Look on the bright side, it was only $7,500 and not $100K+ and a couple of years.


----------



## tkroenlein (May 21, 2011)

While he may not see much punishment criminally, you can take up your beef with him in civil court.


----------



## petej (Jul 5, 2014)

Lawyers are usually good for making themselves money, with that said I'd think you'd have a civil case against the individual who lied unless they work for the government. Government employees can make things up or stretch the truth and be protected by the law. I found out here in CT on a non-gun related issue. If the person is just an individual then you should be able to sue to recover all expenses and damages, but check to see if the person has anything to sue for otherwise take the hit on the $7500.


----------



## faststang90 (Apr 8, 2013)

my court date is set for the nov 5. my lawyer is say texas has a stand your ground and he dont know why the state will not drop it but the state did not even want to hear my two 911 calls. the first one when i pulled it and the second one when the guy blocked the road and i had to drive thru the ditch. i asked my lawyer if i could go after him and he told me no. i dont know the guy. can i get his name so i can go after him. my chl person told me the state raised the amount from 5,000 to 10,000 a person and that they guy and girl both lied. so i should go after both of them for 10,000 each. any one know if thats true


----------



## faststang90 (Apr 8, 2013)

my court date was reset till dec 10. do you think i would be better going in front of a judge or have a jury? im out another 3,000 to the lawyer


----------



## TAPnRACK (Jan 30, 2013)

Hard to say since none of us have a clue what happened exactly... as you have never told us (which is fine as it's your business). Only that someone lied and you were charged with a crime? You lost your carry permit in the process... and spent a lot of money on attorney fees.

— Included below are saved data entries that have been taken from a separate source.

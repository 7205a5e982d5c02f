//! SSE response -> [`CompletionStream`] adapter.

use eventsource_stream::Eventsource;
use futures_util::StreamExt;
use reqwest::Response;

use crate::provider::{CompletionStream, LlmError, Result};
use crate::types::CompletionChunk;

fn to_stream_error(err: LlmError) -> LlmError {
    match err {
        LlmError::Stream(msg) => LlmError::Stream(msg),
        other => LlmError::Stream(other.to_string()),
    }
}

/// Convert an SSE HTTP [`Response`] into a [`CompletionStream`].
///
/// `handler` receives the event name and data payload of each event and
/// returns `Ok(Some(chunk))` to emit, `Ok(None)` to skip, or an error that is
/// surfaced as [`LlmError::Stream`].
pub fn completion_stream_from_sse<H>(response: Response, mut handler: H) -> CompletionStream
where
    H: FnMut(&str, &str) -> Result<Option<CompletionChunk>> + Send + 'static,
{
    let stream = response
        .bytes_stream()
        .eventsource()
        .map(move |event| {
            let event = event.map_err(|e| LlmError::Stream(e.to_string()))?;
            handler(event.event.as_str(), event.data.as_str()).map_err(to_stream_error)
        })
        .filter_map(|result| async move {
            match result {
                Ok(Some(chunk)) => Some(Ok(chunk)),
                Ok(None) => None,
                Err(err) => Some(Err(err)),
            }
        });

    Box::pin(stream)
}

#[cfg(test)]
mod tests {
    use super::*;
    use wiremock::matchers::{method, path};
    use wiremock::{Mock, MockServer, ResponseTemplate};

    async fn serve(body: &'static str) -> (MockServer, Response) {
        let mock_server = MockServer::start().await;
        Mock::given(method("GET"))
            .and(path("/sse"))
            .respond_with(
                ResponseTemplate::new(200)
                    .insert_header("content-type", "text/event-stream")
                    .set_body_string(body),
            )
            .mount(&mock_server)
            .await;

        let response = reqwest::Client::new()
            .get(format!("{}/sse", mock_server.uri()))
            .send()
            .await
            .expect("response");
        (mock_server, response)
    }

    #[tokio::test]
    async fn skipped_events_are_filtered() {
        let (_server, response) = serve(concat!(
            "event: token\n",
            "data: hello\n",
            "\n",
            "event: token\n",
            "data: skip\n",
            "\n",
        ))
        .await;

        let mut stream = completion_stream_from_sse(response, |event, data| {
            if data == "skip" {
                return Ok(None);
            }
            Ok(Some(CompletionChunk::Token(format!("{event}:{data}"))))
        });

        let mut out = Vec::new();
        while let Some(item) = stream.next().await {
            out.push(item.expect("chunk"));
        }
        assert_eq!(out, vec![CompletionChunk::Token("token:hello".to_string())]);
    }

    #[tokio::test]
    async fn handler_errors_become_stream_errors() {
        let (_server, response) = serve(concat!("data: boom\n", "\n")).await;

        let mut stream =
            completion_stream_from_sse(response, |_event, _data| Err(LlmError::Api("boom".to_string())));

        match stream.next().await {
            Some(Err(LlmError::Stream(msg))) => assert!(msg.contains("API error")),
            other => panic!("expected a stream error, got {other:?}"),
        }
    }
}
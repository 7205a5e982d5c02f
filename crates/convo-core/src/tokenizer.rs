//! Token encoding and tail-preserving truncation.
//!
//! Token ids are recomputed on every call from the text and the tokenizer
//! bound at that moment, so swapping a list's tokenizer never leaves stale
//! counts behind.

use std::sync::Arc;

use tiktoken_rs::CoreBPE;

use crate::error::{CoreError, Result};

/// Trait for tokenizer implementations.
pub trait Tokenizer: Send + Sync {
    /// Identifier used in logs.
    fn name(&self) -> &str;

    /// Encode text into an ordered sequence of token ids.
    fn encode(&self, text: &str) -> Vec<u32>;

    /// Decode token ids back into text.
    fn decode(&self, tokens: &[u32]) -> String;

    /// Count tokens in a plain text string.
    fn count(&self, text: &str) -> usize {
        if text.is_empty() {
            return 0;
        }
        self.encode(text).len()
    }
}

/// Arc-wrapped tokenizer for easy sharing.
pub type SharedTokenizer = Arc<dyn Tokenizer>;

/// One token per Unicode scalar value.
///
/// Exact and reversible, which makes budgets in tests easy to reason about.
#[derive(Debug, Clone, Copy, Default)]
pub struct CharTokenizer;

impl CharTokenizer {
    pub fn shared() -> SharedTokenizer {
        Arc::new(Self)
    }
}

impl Tokenizer for CharTokenizer {
    fn name(&self) -> &str {
        "char"
    }

    fn encode(&self, text: &str) -> Vec<u32> {
        text.chars().map(|c| c as u32).collect()
    }

    fn decode(&self, tokens: &[u32]) -> String {
        tokens.iter().filter_map(|t| char::from_u32(*t)).collect()
    }

    fn count(&self, text: &str) -> usize {
        text.chars().count()
    }
}

/// Leading tokens dropped at most when a tail slice starts inside a
/// multi-byte character.
const MAX_PARTIAL_TOKENS: usize = 4;

/// Byte-pair encoding backed by `tiktoken-rs`.
///
/// The encoder tables are immutable after construction, so a single
/// instance can be shared between requests without accumulating state.
#[derive(Clone)]
pub struct BpeTokenizer {
    name: &'static str,
    bpe: Arc<CoreBPE>,
}

impl std::fmt::Debug for BpeTokenizer {
    fn fmt(&self, f: &mut std::fmt::Formatter<'_>) -> std::fmt::Result {
        f.debug_struct("BpeTokenizer").field("name", &self.name).finish()
    }
}

impl BpeTokenizer {
    /// The `o200k_base` encoding used by the gpt-4o and o-series models.
    pub fn o200k() -> Result<Self> {
        let bpe = tiktoken_rs::o200k_base().map_err(|e| CoreError::Tokenizer(e.to_string()))?;
        Ok(Self {
            name: "o200k_base",
            bpe: Arc::new(bpe),
        })
    }

    /// The `cl100k_base` encoding used by gpt-4 and gpt-3.5.
    pub fn cl100k() -> Result<Self> {
        let bpe = tiktoken_rs::cl100k_base().map_err(|e| CoreError::Tokenizer(e.to_string()))?;
        Ok(Self {
            name: "cl100k_base",
            bpe: Arc::new(bpe),
        })
    }

    /// `o200k_base`, or [`CharTokenizer`] when the encoding cannot be built.
    pub fn shared() -> SharedTokenizer {
        match Self::o200k() {
            Ok(tokenizer) => Arc::new(tokenizer),
            Err(e) => {
                log::warn!("Falling back to character tokenizer: {}", e);
                CharTokenizer::shared()
            }
        }
    }
}

impl Tokenizer for BpeTokenizer {
    fn name(&self) -> &str {
        self.name
    }

    fn encode(&self, text: &str) -> Vec<u32> {
        self.bpe.encode_ordinary(text)
    }

    fn decode(&self, tokens: &[u32]) -> String {
        // A slice may begin in the middle of a character's byte sequence.
        for skip in 0..=MAX_PARTIAL_TOKENS.min(tokens.len()) {
            if let Ok(text) = self.bpe.decode(tokens[skip..].to_vec()) {
                return text;
            }
        }
        String::new()
    }
}

/// Shorten `text` to at most `budget` tokens, keeping the trailing tokens.
pub fn truncate_text(text: &str, budget: usize, tokenizer: &dyn Tokenizer) -> String {
    let tokens = tokenizer.encode(text);
    if tokens.len() <= budget {
        return text.to_string();
    }
    tokenizer.decode(&tokens[tokens.len() - budget..])
}
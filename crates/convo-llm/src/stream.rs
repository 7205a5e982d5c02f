//! Folding a completion stream into one response.

use std::collections::BTreeMap;

use convo_core::ToolCall;
use futures::StreamExt;
use uuid::Uuid;

use crate::provider::{CompletionStream, Result};
use crate::types::{CompletionChunk, CompletionResponse, ToolCallDelta};

#[derive(Debug, Default, Clone)]
struct PartialToolCall {
    id: Option<String>,
    name: Option<String>,
    arguments: String,
}

/// Merges tool call fragments by index.
///
/// The first fragment of a call usually carries id and name, later ones only
/// argument text.
#[derive(Debug, Default)]
pub struct ToolCallAccumulator {
    calls: BTreeMap<u32, PartialToolCall>,
}

impl ToolCallAccumulator {
    pub fn new() -> Self {
        Self::default()
    }

    pub fn is_empty(&self) -> bool {
        self.calls.is_empty()
    }

    pub fn process(&mut self, deltas: &[ToolCallDelta]) {
        for delta in deltas {
            let entry = self.calls.entry(delta.index).or_default();
            if let Some(id) = delta.id.as_ref().filter(|id| !id.is_empty()) {
                entry.id = Some(id.clone());
            }
            if let Some(name) = delta.name.as_ref().filter(|n| !n.is_empty()) {
                entry.name = Some(name.clone());
            }
            if let Some(arguments) = &delta.arguments {
                entry.arguments.push_str(arguments);
            }
        }
    }

    /// Complete calls in index order. Calls without a name are dropped and
    /// calls without an id get a generated one.
    pub fn into_tool_calls(self) -> Vec<ToolCall> {
        self.calls
            .into_values()
            .filter_map(|partial| {
                let name = partial.name?;
                let id = partial
                    .id
                    .unwrap_or_else(|| format!("call_{}", Uuid::new_v4().simple()));
                Some(ToolCall::new(id, name, partial.arguments))
            })
            .collect()
    }
}

/// Stream state while it is being consumed.
#[derive(Debug, Default)]
pub struct StreamState {
    pub content: String,
    pub tool_calls: ToolCallAccumulator,
    pub authoritative: Option<CompletionResponse>,
    pub chunks: usize,
}

impl StreamState {
    /// Apply one chunk. Returns the token text when the chunk carried any.
    pub fn apply(&mut self, chunk: CompletionChunk) -> Option<String> {
        self.chunks += 1;
        match chunk {
            CompletionChunk::Token(token) if !token.is_empty() => {
                self.content.push_str(&token);
                Some(token)
            }
            CompletionChunk::Token(_) | CompletionChunk::Done => None,
            CompletionChunk::ToolCalls(deltas) => {
                self.tool_calls.process(&deltas);
                None
            }
            CompletionChunk::Final(response) => {
                self.authoritative = Some(response);
                None
            }
        }
    }

    /// The final chunk wins; otherwise what was accumulated.
    pub fn finish(self) -> CompletionResponse {
        let accumulated_calls = self.tool_calls.into_tool_calls();
        match self.authoritative {
            Some(mut response) => {
                if response.content.is_none() && !self.content.is_empty() {
                    response.content = Some(self.content);
                }
                if response.tool_calls.is_empty() {
                    response.tool_calls = accumulated_calls;
                }
                response
            }
            None => CompletionResponse {
                content: (!self.content.is_empty()).then_some(self.content),
                tool_calls: accumulated_calls,
                ..Default::default()
            },
        }
    }
}

/// Drain a stream without forwarding partial output.
pub async fn collect_stream(mut stream: CompletionStream) -> Result<CompletionResponse> {
    let mut state = StreamState::default();
    while let Some(chunk) = stream.next().await {
        let chunk = chunk?;
        let done = chunk == CompletionChunk::Done;
        state.apply(chunk);
        if done {
            break;
        }
    }
    Ok(state.finish())
}

#[cfg(test)]
mod tests {
    use super::*;

    fn delta(index: u32, id: Option<&str>, name: Option<&str>, arguments: Option<&str>) -> ToolCallDelta {
        ToolCallDelta {
            index,
            id: id.map(str::to_string),
            name: name.map(str::to_string),
            arguments: arguments.map(str::to_string),
        }
    }

    #[test]
    fn accumulator_merges_partial_arguments() {
        let mut accumulator = ToolCallAccumulator::new();
        accumulator.process(&[delta(0, Some("call_1"), Some("Sum"), Some("{\"x\":"))]);
        accumulator.process(&[delta(0, None, None, Some("2,\"y\":3}"))]);

        let calls = accumulator.into_tool_calls();
        assert_eq!(calls.len(), 1);
        assert_eq!(calls[0].id, "call_1");
        assert_eq!(calls[0].function.arguments, "{\"x\":2,\"y\":3}");
    }

    #[test]
    fn accumulator_skips_calls_without_name_and_generates_ids() {
        let mut accumulator = ToolCallAccumulator::new();
        accumulator.process(&[
            delta(1, None, Some("Search"), Some("{}")),
            delta(0, Some("call_0"), None, Some("{}")),
        ]);
        let calls = accumulator.into_tool_calls();
        assert_eq!(calls.len(), 1);
        assert_eq!(calls[0].name(), "Search");
        assert!(calls[0].id.starts_with("call_"));
    }

    #[tokio::test]
    async fn final_chunk_is_authoritative() {
        let chunks: Vec<Result<CompletionChunk>> = vec![
            Ok(CompletionChunk::Token("Hel".into())),
            Ok(CompletionChunk::Token("lo".into())),
            Ok(CompletionChunk::Final(CompletionResponse::text("Hello!"))),
            Ok(CompletionChunk::Done),
        ];
        let response = collect_stream(Box::pin(futures::stream::iter(chunks))).await.unwrap();
        assert_eq!(response.content.as_deref(), Some("Hello!"));
    }

    #[tokio::test]
    async fn accumulated_content_without_final_chunk() {
        let chunks: Vec<Result<CompletionChunk>> = vec![
            Ok(CompletionChunk::Token("a".into())),
            Ok(CompletionChunk::ToolCalls(vec![delta(0, Some("c"), Some("Sum"), Some("{}"))])),
            Ok(CompletionChunk::Token("b".into())),
            Ok(CompletionChunk::Done),
            Ok(CompletionChunk::Token("ignored".into())),
        ];
        let response = collect_stream(Box::pin(futures::stream::iter(chunks))).await.unwrap();
        assert_eq!(response.content.as_deref(), Some("ab"));
        assert_eq!(response.tool_calls.len(), 1);
    }

    #[tokio::test]
    async fn stream_errors_propagate() {
        let chunks: Vec<Result<CompletionChunk>> = vec![
            Ok(CompletionChunk::Token("a".into())),
            Err(crate::provider::LlmError::Stream("reset".into())),
        ];
        let result = collect_stream(Box::pin(futures::stream::iter(chunks))).await;
        assert!(matches!(result, Err(crate::provider::LlmError::Stream(_))));
    }
}
use serde::de::DeserializeOwned;
use serde::Serialize;
use serde_json::{Map, Value};

use convo_core::{DebugInfo, Message, MessageList, Role};

use crate::error::{Result, StateError};

/// Key-value storage kept under `_store` on the conversation's first user
/// message. Writes are pushed to the message store immediately.
pub struct Storage<'a> {
    history: &'a mut MessageList,
    context: &'a mut MessageList,
}

fn is_user(message: &Message) -> bool {
    message.role == Role::User
}

impl<'a> Storage<'a> {
    pub(crate) fn new(history: &'a mut MessageList, context: &'a mut MessageList) -> Self {
        Self { history, context }
    }

    fn target(&self) -> Option<&Message> {
        self.history
            .first_where(is_user)
            .or_else(|| self.context.first_where(is_user))
    }

    fn values(&self) -> Map<String, Value> {
        self.target()
            .and_then(|m| m.debug.get(DebugInfo::STORE))
            .and_then(Value::as_object)
            .cloned()
            .unwrap_or_default()
    }

    pub fn get(&self, key: &str) -> Option<Value> {
        self.values().get(key).cloned()
    }

    pub fn get_as<T: DeserializeOwned>(&self, key: &str) -> Option<T> {
        self.get(key).and_then(|v| serde_json::from_value(v).ok())
    }

    pub fn keys(&self) -> Vec<String> {
        self.values().keys().cloned().collect()
    }

    pub async fn set<T: Serialize>(&mut self, key: &str, value: &T) -> Result<()> {
        let value = serde_json::to_value(value)?;
        self.write(|values| {
            values.insert(key.to_string(), value);
        })
        .await
    }

    /// Remove `key`. Returns whether it was present.
    pub async fn delete(&mut self, key: &str) -> Result<bool> {
        if self.get(key).is_none() {
            return Ok(false);
        }
        self.write(|values| {
            values.remove(key);
        })
        .await?;
        Ok(true)
    }

    async fn write(&mut self, change: impl FnOnce(&mut Map<String, Value>)) -> Result<()> {
        let (id, debug) = {
            let target = self
                .target()
                .ok_or_else(|| StateError::Storage("no user message to store values on".to_string()))?;
            let mut values = self.values();
            change(&mut values);
            let mut debug = target.debug.clone();
            debug.set(DebugInfo::STORE, Value::Object(values));
            (target.id.clone(), debug)
        };

        let mut pushed = false;
        for list in [&mut *self.history, &mut *self.context] {
            for message in list.iter_mut().filter(|m| m.id == id) {
                message.debug = debug.clone();
                if !pushed {
                    message.push().await?;
                    pushed = true;
                }
            }
        }
        Ok(())
    }
}
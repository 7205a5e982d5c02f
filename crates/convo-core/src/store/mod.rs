//! Seams to the chat platform: message persistence and content search.

pub mod jsonl;
pub mod memory;

use chrono::{DateTime, Utc};
use serde::{Deserialize, Serialize};
use serde_json::{Map, Value};

use crate::error::Result;
use crate::file::{ChunkList, FileList};
use crate::message::{DebugInfo, Role};

pub use jsonl::JsonlMessageStore;
pub use memory::{InMemoryContentSearch, InMemoryMessageStore};

/// A message as the store holds it.
#[derive(Debug, Clone, PartialEq, Serialize, Deserialize)]
pub struct StoredMessage {
    pub id: String,
    pub chat_id: String,
    pub role: Role,
    #[serde(default)]
    pub content: Option<String>,
    #[serde(default)]
    pub debug: DebugInfo,
    pub created_at: DateTime<Utc>,
}

#[async_trait::async_trait]
pub trait MessageStore: Send + Sync {
    async fn create(
        &self,
        chat_id: &str,
        role: Role,
        content: Option<&str>,
        debug: DebugInfo,
    ) -> Result<StoredMessage>;

    async fn update(&self, id: &str, content: Option<&str>, debug: &DebugInfo) -> Result<()>;

    async fn delete(&self, id: &str) -> Result<()>;

    /// Messages of a chat in creation order.
    async fn list(&self, chat_id: &str) -> Result<Vec<StoredMessage>>;
}

/// Text and structured filters for [`ContentSearch`].
#[derive(Debug, Clone, Default, PartialEq, Serialize, Deserialize)]
pub struct SearchQuery {
    #[serde(default)]
    pub text: Option<String>,
    /// Restrict to these file ids; empty means every file in scope.
    #[serde(default)]
    pub file_ids: Vec<String>,
    #[serde(default)]
    pub name_contains: Option<String>,
    #[serde(default)]
    pub limit: Option<usize>,
}

#[async_trait::async_trait]
pub trait ContentSearch: Send + Sync {
    /// Ranked chunks matching the query.
    async fn search(&self, query: &SearchQuery) -> Result<ChunkList>;

    /// Whole files matching the structured part of the query.
    async fn fetch(&self, query: &SearchQuery) -> Result<FileList>;
}

/// The request a module is invoked for.
#[derive(Debug, Clone, Default, PartialEq, Serialize, Deserialize)]
pub struct ChatEvent {
    pub chat_id: String,
    #[serde(default)]
    pub user_id: String,
    #[serde(default)]
    pub company_id: String,
    #[serde(default)]
    pub assistant_id: String,
    pub user_message_id: String,
    pub assistant_message_id: String,
    #[serde(default)]
    pub user_message_text: String,
    /// Per-event configuration overrides.
    #[serde(default)]
    pub configuration: Map<String, Value>,
}
pub mod openai;
pub mod scripted;
pub mod sse;

pub use openai::OpenAiEndpoint;
pub use scripted::ScriptedEndpoint;
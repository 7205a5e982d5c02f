use thiserror::Error;

#[derive(Error, Debug)]
pub enum CoreError {
    #[error("Invalid message: {0}")]
    InvalidMessage(String),

    #[error("Message {0} has no remote")]
    NoRemote(String),

    #[error("Message not found: {0}")]
    MessageNotFound(String),

    #[error("Store error: {0}")]
    Store(String),

    #[error("Search error: {0}")]
    Search(String),

    #[error("Tokenizer error: {0}")]
    Tokenizer(String),

    #[error("Invalid tool schema: {0}")]
    ToolSchema(String),

    #[error("IO error: {0}")]
    Io(#[from] std::io::Error),

    #[error("Serialization error: {0}")]
    Serialization(#[from] serde_json::Error),
}

pub type Result<T> = std::result::Result<T, CoreError>;
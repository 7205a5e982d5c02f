//! Event dispatch: load state, route to a module or command, report failures.

use std::collections::HashMap;
use std::fmt;
use std::sync::Arc;

use async_trait::async_trait;
use convo_core::{ChatEvent, ContentSearch, DebugInfo, Message, MessageStore, Role};
use convo_llm::LanguageModelManager;
use serde_json::json;

use crate::config::ModuleConfig;
use crate::error::{ErrorHandler, ErrorHandlers, ErrorKind, Result, StateError};
use crate::state::StateManager;

/// Text written when a module finishes without producing an answer.
pub const EMPTY_ANSWER: &str = "Oops.";

/// A unit of conversational behaviour run against one request's state.
#[async_trait]
pub trait Module: Send + Sync {
    async fn run(&self, state: &mut StateManager) -> Result<()>;
}

pub struct App {
    module: Arc<dyn Module>,
    commands: HashMap<String, Arc<dyn Module>>,
    handlers: ErrorHandlers,
    config: ModuleConfig,
    llm: LanguageModelManager,
    store: Arc<dyn MessageStore>,
    search: Option<Arc<dyn ContentSearch>>,
}

impl fmt::Debug for App {
    fn fmt(&self, f: &mut fmt::Formatter<'_>) -> fmt::Result {
        let mut commands: Vec<&String> = self.commands.keys().collect();
        commands.sort();
        f.debug_struct("App")
            .field("commands", &commands)
            .field("handlers", &self.handlers)
            .field("config", &self.config)
            .field("llm", &self.llm)
            .finish()
    }
}

impl App {
    pub fn new<M: Module + 'static>(
        module: M,
        llm: LanguageModelManager,
        store: Arc<dyn MessageStore>,
    ) -> Self {
        Self {
            module: Arc::new(module),
            commands: HashMap::new(),
            handlers: ErrorHandlers::new(),
            config: ModuleConfig::default(),
            llm,
            store,
            search: None,
        }
    }

    pub fn with_config(mut self, config: ModuleConfig) -> Self {
        self.config = config;
        self
    }

    pub fn with_search(mut self, search: Arc<dyn ContentSearch>) -> Self {
        self.search = Some(search);
        self
    }

    /// Run `module` for messages starting with `!name` or `/name`.
    pub fn command<M: Module + 'static>(mut self, name: impl Into<String>, module: M) -> Self {
        self.commands.insert(name.into(), Arc::new(module));
        self
    }

    /// Register a tool-error handler, consulted in registration order.
    pub fn on_error<F, H>(mut self, matcher: F, handler: H) -> Self
    where
        F: Fn(&StateError) -> bool + Send + Sync + 'static,
        H: ErrorHandler + 'static,
    {
        self.handlers.register(matcher, handler);
        self
    }

    pub fn on_kind<H: ErrorHandler + 'static>(mut self, kind: ErrorKind, handler: H) -> Self {
        self.handlers.on_kind(kind, handler);
        self
    }

    pub fn config(&self) -> &ModuleConfig {
        &self.config
    }

    /// Answer one event and return the output message.
    ///
    /// Module failures never escape: they are recorded under `_debug` on
    /// the last user message and replaced by the configured failure text.
    /// Only failures to read the configuration or load the chat are
    /// returned.
    pub async fn handle(&self, event: &ChatEvent) -> Result<Message> {
        let config = self.config.with_overrides(&event.configuration)?;
        let llm = self
            .llm
            .using(config.llm_default_model.clone())
            .with_settings(config.llm_settings());

        let mut state = StateManager::load(event, llm, config.clone(), Arc::clone(&self.store))
            .await?
            .with_handlers(self.handlers.clone());
        if let Some(search) = self.search.as_ref() {
            state = state.with_search(Arc::clone(search));
        }
        state.ensure_output().await?;

        let module = self.route(&state, &config);
        match module.run(&mut state).await {
            Ok(()) => {
                if let Some(out) = state.output_mut() {
                    if out.text().trim().is_empty() {
                        out.update(EMPTY_ANSWER).await?;
                    }
                }
            }
            Err(error) => {
                log::error!("[{}] Module failed: {}", event.chat_id, error);
                report_failure(&mut state, &config, &error).await;
            }
        }

        state
            .output()
            .cloned()
            .ok_or_else(|| StateError::Storage("output message disappeared".to_string()))
    }

    fn route(&self, state: &StateManager, config: &ModuleConfig) -> Arc<dyn Module> {
        if !config.allow_commands {
            return Arc::clone(&self.module);
        }
        let command = state
            .last_user()
            .filter(|m| m.is_command)
            .and_then(|m| m.text().get(1..))
            .and_then(|rest| rest.split_whitespace().next());

        match command.and_then(|name| self.commands.get(name).map(|m| (name, m))) {
            Some((name, module)) => {
                log::debug!("[{}] Dispatching command {}", state.chat_id(), name);
                Arc::clone(module)
            }
            None => Arc::clone(&self.module),
        }
    }
}

async fn report_failure(state: &mut StateManager, config: &ModuleConfig, error: &StateError) {
    let chat_id = state.chat_id().to_string();
    let details = json!({
        "error": error.to_string(),
        "kind": error.kind().to_string(),
    });
    if let Some(user) = state.context_mut().last_where_mut(|m| m.role == Role::User) {
        if let Err(e) = user.set_debug(DebugInfo::DEBUG, details).await {
            log::error!("[{}] Could not record failure details: {}", chat_id, e);
        }
    }

    let text = config.failure_message(error);
    if let Some(out) = state.output_mut() {
        if let Err(e) = out.update(text).await {
            log::error!("[{}] Could not write failure message: {}", chat_id, e);
        }
    }
}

No one here can give you any advice since we're all clueless to what this is all about... I assume you had a road rage incident & your gun was involved... as a result, you went to jail. The other party lied about what happened and now your in court.


----------



## faststang90 (Apr 8, 2013)

i had a guy run a stop sign and about hit me. i blew the horn for a short time nothing crazy. he brake checked me and started throwing things at me. so i moved over to get away from him. he cut over and hit his brakes again and still was throwing things back at my truck. i got on his drives side and asked him what his problem was. he said that he was having a bad day and thier car just got repoed. i said so you run a stop sign and brake check me 2 times in a truck that you dont own. i heard something hit my truck so i throw a 20 oz drink back. i drove off and he was in a lane where he could go by me. i seen him with what it looked like a 1 liter drink. he hit the side of my truck and it sounded like my door was bent in. so i went to get his plate number. he had pulled off the side in a open spot so i stopped to get his plate number. as i was looking for something to write on i hear him saying he was going to f me up. i should have just drove off but i got out and told him im disabled and im not going to fight. he said he was going to f me up any way. i told him i have my chl and i have my gun. he said you better use it. he got maybe 15 feet from me and i pulled it. he said you better use it because im going to f you up. he got maybe 10 feet from me and i pointed it at him. he said you better use it. i took the safety off and he stopped. i got back in my truck and drove off. i called it in that i pulled my gun. i was asked where i was and i said i drove away from him. she told me to go to the police station. i turn around to go back and that guy was thier blocking the road. i drove thru a ditch and he started chasing me. i got away from him and the cops arrested me for pulling my gun. they told the cops that i cut them off and was throwing stuff at them. they said they never threw anything at me and they did not tell them that they blocked the road the second time. i took pictures of my truck and you can see something was thrown at it. i took pictures of where i went thru the ditch


----------



## Goldwing (Nov 5, 2014)

Sorry for your troubles. I think the lesson you should take from this is if you had avoided him after his brake check you would not have lost a thing. The fight you avoid is a win in my opinion. The fact that you continued the encounter while carrying and got to the point of drawing it makes me think the cops got it right.
Goldwing


----------



## faststang90 (Apr 8, 2013)

im in a stand your ground state and my lawyer is thinking its a win for me. i got to see thier report and it was saying they was in fear of thier life.
if you was in fear of your life would you block the road on someone you know that has a gun and just pulled it on you a few minutes ago? thier report says they was begging me not to shoot.


----------



## Goldwing (Nov 5, 2014)

I don't see how this has anything to do with standing your ground. You said that you were throwing 20 oz. drinks back and forth. How in hell does that turn in to you drawing your gun, aiming it at him and taking off the safety? 
Goldwing


----------



## faststang90 (Apr 8, 2013)

yeah i may have been wrong for throwing a drink back at them but i think they should man up and tell the truth about all that what happen.


----------



## high pockets (Apr 25, 2011)

faststang90 said:


> yeah i may have been wrong for throwing a drink back at them but i think they should man up and tell the truth about all that what happen.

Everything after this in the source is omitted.